pub mod auth;
pub mod common;
pub mod courses;
pub mod departments;
pub mod error_code;
pub mod professors;
pub mod reviews;
pub mod search;
pub mod system;
pub mod users;

pub use common::pagination::{PaginatedResponse, PaginationInfo, PaginationQuery};
pub use common::response::ApiResponse;
pub use error_code::ErrorCode;

// 记录程序启动时间，用于运行时长统计
#[derive(Debug, Clone)]
pub struct AppStartTime {
    pub start_datetime: chrono::DateTime<chrono::Utc>,
}
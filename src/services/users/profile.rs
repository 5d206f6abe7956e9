use actix_web::{HttpRequest, HttpResponse, Result as ActixResult};

use super::UserService;
use crate::middlewares::RequireJWT;
use crate::models::users::requests::{UpdateProfileRequest, UpdateUserRequest};
use crate::models::users::responses::UserResponse;
use crate::models::{ApiResponse, ErrorCode};
use crate::utils::password::hash_password;
use crate::utils::validate::{validate_email, validate_password_simple};

pub async fn get_profile(
    service: &UserService,
    request: &HttpRequest,
) -> ActixResult<HttpResponse> {
    let user_id = match RequireJWT::extract_user_id(request) {
        Some(id) => id,
        None => {
            return Ok(HttpResponse::Unauthorized().json(ApiResponse::error_empty(
                ErrorCode::Unauthorized,
                "Authentication required",
            )));
        }
    };

    let storage = service.get_storage(request);

    match storage.get_user_by_id(user_id).await {
        Ok(Some(user)) => {
            Ok(HttpResponse::Ok().json(ApiResponse::success(UserResponse { user }, "查询成功")))
        }
        Ok(None) => Ok(HttpResponse::NotFound().json(ApiResponse::error_empty(
            ErrorCode::UserNotFound,
            "User not found",
        ))),
        Err(e) => Ok(
            HttpResponse::InternalServerError().json(ApiResponse::error_empty(
                ErrorCode::InternalServerError,
                format!("Failed to get profile: {e}"),
            )),
        ),
    }
}

pub async fn update_profile(
    service: &UserService,
    update_data: UpdateProfileRequest,
    request: &HttpRequest,
) -> ActixResult<HttpResponse> {
    let user_id = match RequireJWT::extract_user_id(request) {
        Some(id) => id,
        None => {
            return Ok(HttpResponse::Unauthorized().json(ApiResponse::error_empty(
                ErrorCode::Unauthorized,
                "Authentication required",
            )));
        }
    };

    let storage = service.get_storage(request);

    // 邮箱变更：格式与占用校验，与注册同一套标准
    if let Some(ref email) = update_data.email {
        if let Err(msg) = validate_email(email) {
            return Ok(HttpResponse::BadRequest()
                .json(ApiResponse::error_empty(ErrorCode::UserEmailInvalid, msg)));
        }

        match storage.get_user_by_email(email).await {
            Ok(Some(existing)) if existing.id != user_id => {
                return Ok(HttpResponse::Conflict().json(ApiResponse::error_empty(
                    ErrorCode::UserEmailAlreadyExists,
                    "Email already exists",
                )));
            }
            Ok(_) => {}
            Err(e) => {
                return Ok(
                    HttpResponse::InternalServerError().json(ApiResponse::error_empty(
                        ErrorCode::InternalServerError,
                        format!("Failed to check email: {e}"),
                    )),
                );
            }
        }
    }

    // 密码变更：策略校验后哈希
    let password_hash = match update_data.password {
        Some(ref password) => {
            if let Err(msg) = validate_password_simple(password) {
                return Ok(HttpResponse::BadRequest().json(ApiResponse::error_empty(
                    ErrorCode::PasswordPolicyViolation,
                    msg,
                )));
            }
            match hash_password(password) {
                Ok(hash) => Some(hash),
                Err(e) => {
                    return Ok(HttpResponse::InternalServerError().json(
                        ApiResponse::error_empty(
                            ErrorCode::InternalServerError,
                            format!("Password hashing failed: {e}"),
                        ),
                    ));
                }
            }
        }
        None => None,
    };

    let update = UpdateUserRequest {
        email: update_data.email,
        password: password_hash,
        role: None,
        status: None,
    };

    match storage.update_user(user_id, update).await {
        Ok(Some(user)) => {
            Ok(HttpResponse::Ok().json(ApiResponse::success(UserResponse { user }, "资料更新成功")))
        }
        Ok(None) => Ok(HttpResponse::NotFound().json(ApiResponse::error_empty(
            ErrorCode::UserNotFound,
            "User not found",
        ))),
        Err(e) => Ok(
            HttpResponse::InternalServerError().json(ApiResponse::error_empty(
                ErrorCode::InternalServerError,
                format!("Failed to update profile: {e}"),
            )),
        ),
    }
}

──────────────────────────────

What is needed => Retype the listing from above, matching it exactly.

Answer =>
pub mod auth;
pub mod common;
pub mod courses;
pub mod departments;
pub mod error_code;
pub mod professors;
pub mod reviews;
pub mod search;
pub mod system;
pub mod users;

pub use common::pagination::{PaginatedResponse, PaginationInfo, PaginationQuery};
pub use common::response::ApiResponse;
pub use error_code::ErrorCode;

// 记录程序启动时间，用于运行时长统计
#[derive(Debug, Clone)]
pub struct AppStartTime {
    pub start_datetime: chrono::DateTime<chrono::Utc>,
}
filename src/services/users/profile.rs
repository 5d206f6abe7956e9
use actix_web::{HttpRequest, HttpResponse, Result as ActixResult};

use super::UserService;
use crate::middlewares::RequireJWT;
use crate::models::users::requests::{UpdateProfileRequest, UpdateUserRequest};
use crate::models::users::responses::UserResponse;
use crate::models::{ApiResponse, ErrorCode};
use crate::utils::password::hash_password;
use crate::utils::validate::{validate_email, validate_password_simple};

pub async fn get_profile(
    service: &UserService,
    request: &HttpRequest,
) -> ActixResult<HttpResponse> {
    let user_id = match RequireJWT::extract_user_id(request) {
        Some(id) => id,
        None => {
            return Ok(HttpResponse::Unauthorized().json(ApiResponse::error_empty(
                ErrorCode::Unauthorized,
                "Authentication required",
            )));
        }
    };

    let storage = service.get_storage(request);

    match storage.get_user_by_id(user_id).await {
        Ok(Some(user)) => {
            Ok(HttpResponse::Ok().json(ApiResponse::success(UserResponse { user }, "查询成功")))
        }
        Ok(None) => Ok(HttpResponse::NotFound().json(ApiResponse::error_empty(
            ErrorCode::UserNotFound,
            "User not found",
        ))),
        Err(e) => Ok(
            HttpResponse::InternalServerError().json(ApiResponse::error_empty(
                ErrorCode::InternalServerError,
                format!("Failed to get profile: {e}"),
            )),
        ),
    }
}

pub async fn update_profile(
    service: &UserService,
    update_data: UpdateProfileRequest,
    request: &HttpRequest,
) -> ActixResult<HttpResponse> {
    let user_id = match RequireJWT::extract_user_id(request) {
        Some(id) => id,
        None => {
            return Ok(HttpResponse::Unauthorized().json(ApiResponse::error_empty(
                ErrorCode::Unauthorized,
                "Authentication required",
            )));
        }
    };

    let storage = service.get_storage(request);

    // 邮箱变更：格式与占用校验，与注册同一套标准
    if let Some(ref email) = update_data.email {
        if let Err(msg) = validate_email(email) {
            return Ok(HttpResponse::BadRequest()
                .json(ApiResponse::error_empty(ErrorCode::UserEmailInvalid, msg)));
        }

        match storage.get_user_by_email(email).await {
            Ok(Some(existing)) if existing.id != user_id => {
                return Ok(HttpResponse::Conflict().json(ApiResponse::error_empty(
                    ErrorCode::UserEmailAlreadyExists,
                    "Email already exists",
                )));
            }
            Ok(_) => {}
            Err(e) => {
                return Ok(
                    HttpResponse::InternalServerError().json(ApiResponse::error_empty(
                        ErrorCode::InternalServerError,
                        format!("Failed to check email: {e}"),
                    )),
                );
            }
        }
    }

    // 密码变更：策略校验后哈希
    let password_hash = match update_data.password {
        Some(ref password) => {
            if let Err(msg) = validate_password_simple(password) {
                return Ok(HttpResponse::BadRequest().json(ApiResponse::error_empty(
                    ErrorCode::PasswordPolicyViolation,
                    msg,
                )));
            }
            match hash_password(password) {
                Ok(hash) => Some(hash),
                Err(e) => {
                    return Ok(HttpResponse::InternalServerError().json(
                        ApiResponse::error_empty(
                            ErrorCode::InternalServerError,
                            format!("Password hashing failed: {e}"),
                        ),
                    ));
                }
            }
        }
        None => None,
    };

    let update = UpdateUserRequest {
        email: update_data.email,
        password: password_hash,
        role: None,
        status: None,
    };

    match storage.update_user(user_id, update).await {
        Ok(Some(user)) => {
            Ok(HttpResponse::Ok().json(ApiResponse::success(UserResponse { user }, "资料更新成功")))
        }
        Ok(None) => Ok(HttpResponse::NotFound().json(ApiResponse::error_empty(
            ErrorCode::UserNotFound,
            "User not found",
        ))),
        Err(e) => Ok(
            HttpResponse::InternalServerError().json(ApiResponse::error_empty(
                ErrorCode::InternalServerError,
                format!("Failed to update profile: {e}"),
            )),
        ),
    }
}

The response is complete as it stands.